Listed records:
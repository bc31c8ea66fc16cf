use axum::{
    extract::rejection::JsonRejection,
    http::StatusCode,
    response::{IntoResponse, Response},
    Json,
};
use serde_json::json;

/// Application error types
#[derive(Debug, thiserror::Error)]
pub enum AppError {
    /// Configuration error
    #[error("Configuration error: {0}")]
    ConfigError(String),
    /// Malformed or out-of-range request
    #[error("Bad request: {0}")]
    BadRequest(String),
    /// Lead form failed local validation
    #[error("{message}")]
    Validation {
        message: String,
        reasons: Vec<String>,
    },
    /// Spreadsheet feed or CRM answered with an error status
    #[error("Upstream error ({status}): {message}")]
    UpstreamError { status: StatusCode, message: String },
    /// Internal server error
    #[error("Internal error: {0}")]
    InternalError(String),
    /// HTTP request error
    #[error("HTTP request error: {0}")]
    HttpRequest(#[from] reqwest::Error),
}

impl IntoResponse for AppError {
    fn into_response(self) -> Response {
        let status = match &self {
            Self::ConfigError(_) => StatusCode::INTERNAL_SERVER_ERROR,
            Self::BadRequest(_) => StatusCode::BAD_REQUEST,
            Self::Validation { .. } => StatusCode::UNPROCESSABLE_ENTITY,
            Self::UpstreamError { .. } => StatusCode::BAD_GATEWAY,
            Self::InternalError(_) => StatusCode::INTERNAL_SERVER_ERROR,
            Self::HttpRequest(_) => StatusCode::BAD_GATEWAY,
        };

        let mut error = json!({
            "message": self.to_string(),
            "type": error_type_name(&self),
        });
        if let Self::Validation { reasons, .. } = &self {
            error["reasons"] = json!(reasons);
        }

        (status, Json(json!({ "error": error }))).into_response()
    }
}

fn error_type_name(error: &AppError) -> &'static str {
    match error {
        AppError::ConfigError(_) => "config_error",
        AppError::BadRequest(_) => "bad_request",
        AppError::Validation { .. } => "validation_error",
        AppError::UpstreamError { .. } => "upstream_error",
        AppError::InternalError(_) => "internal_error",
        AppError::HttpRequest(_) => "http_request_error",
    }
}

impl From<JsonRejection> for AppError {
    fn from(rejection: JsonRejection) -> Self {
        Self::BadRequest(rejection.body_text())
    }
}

==

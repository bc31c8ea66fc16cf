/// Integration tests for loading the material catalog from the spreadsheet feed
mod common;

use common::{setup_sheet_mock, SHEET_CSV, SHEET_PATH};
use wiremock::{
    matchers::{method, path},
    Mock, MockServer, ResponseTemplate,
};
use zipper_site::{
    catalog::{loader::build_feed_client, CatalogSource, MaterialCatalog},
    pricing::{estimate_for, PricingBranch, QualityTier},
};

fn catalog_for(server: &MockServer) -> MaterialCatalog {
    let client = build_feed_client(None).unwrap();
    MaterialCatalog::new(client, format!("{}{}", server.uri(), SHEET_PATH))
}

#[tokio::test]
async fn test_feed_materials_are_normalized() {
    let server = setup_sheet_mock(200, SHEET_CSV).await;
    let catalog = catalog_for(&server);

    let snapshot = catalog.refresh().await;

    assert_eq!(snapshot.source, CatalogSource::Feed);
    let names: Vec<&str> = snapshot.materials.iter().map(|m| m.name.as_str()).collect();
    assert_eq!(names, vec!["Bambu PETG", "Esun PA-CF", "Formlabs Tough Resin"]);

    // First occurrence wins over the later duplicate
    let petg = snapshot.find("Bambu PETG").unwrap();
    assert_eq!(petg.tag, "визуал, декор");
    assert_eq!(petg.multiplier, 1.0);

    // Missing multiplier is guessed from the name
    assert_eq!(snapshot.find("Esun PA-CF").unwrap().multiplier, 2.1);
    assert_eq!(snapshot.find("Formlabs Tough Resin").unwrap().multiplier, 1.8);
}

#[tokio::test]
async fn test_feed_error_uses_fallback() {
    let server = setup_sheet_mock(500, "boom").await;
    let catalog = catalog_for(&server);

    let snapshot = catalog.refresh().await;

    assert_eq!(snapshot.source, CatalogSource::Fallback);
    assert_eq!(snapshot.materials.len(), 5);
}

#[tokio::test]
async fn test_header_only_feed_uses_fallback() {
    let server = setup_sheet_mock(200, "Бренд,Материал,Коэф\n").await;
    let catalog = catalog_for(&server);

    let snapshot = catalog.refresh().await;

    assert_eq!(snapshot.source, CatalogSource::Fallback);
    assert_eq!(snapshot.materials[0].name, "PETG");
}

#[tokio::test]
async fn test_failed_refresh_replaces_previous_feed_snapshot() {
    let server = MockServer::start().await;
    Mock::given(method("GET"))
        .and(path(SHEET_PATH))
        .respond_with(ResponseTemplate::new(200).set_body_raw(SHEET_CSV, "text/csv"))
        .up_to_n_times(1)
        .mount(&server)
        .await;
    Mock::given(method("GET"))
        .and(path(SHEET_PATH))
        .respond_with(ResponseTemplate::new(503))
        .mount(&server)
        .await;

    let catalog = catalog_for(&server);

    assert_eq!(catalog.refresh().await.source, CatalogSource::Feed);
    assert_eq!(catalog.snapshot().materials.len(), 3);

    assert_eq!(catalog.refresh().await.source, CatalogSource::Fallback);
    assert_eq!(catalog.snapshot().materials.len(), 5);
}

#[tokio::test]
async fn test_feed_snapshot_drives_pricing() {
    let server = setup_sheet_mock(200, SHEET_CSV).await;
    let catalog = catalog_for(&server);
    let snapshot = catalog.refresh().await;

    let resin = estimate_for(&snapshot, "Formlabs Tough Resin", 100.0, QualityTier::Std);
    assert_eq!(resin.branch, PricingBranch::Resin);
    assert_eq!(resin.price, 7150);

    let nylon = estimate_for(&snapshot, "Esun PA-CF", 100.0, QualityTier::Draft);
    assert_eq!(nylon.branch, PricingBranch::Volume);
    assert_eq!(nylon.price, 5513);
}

Problem statement: Repeat the entries above verbatim, but only from the line that has "from the name" down to the line that has "async fn test_feed_error_uses_fallback()", inclusive.

Solution for this problem:
    // Missing multiplier is guessed from the name
    assert_eq!(snapshot.find("Esun PA-CF").unwrap().multiplier, 2.1);
    assert_eq!(snapshot.find("Formlabs Tough Resin").unwrap().multiplier, 1.8);
}

#[tokio::test]
async fn test_feed_error_uses_fallback() {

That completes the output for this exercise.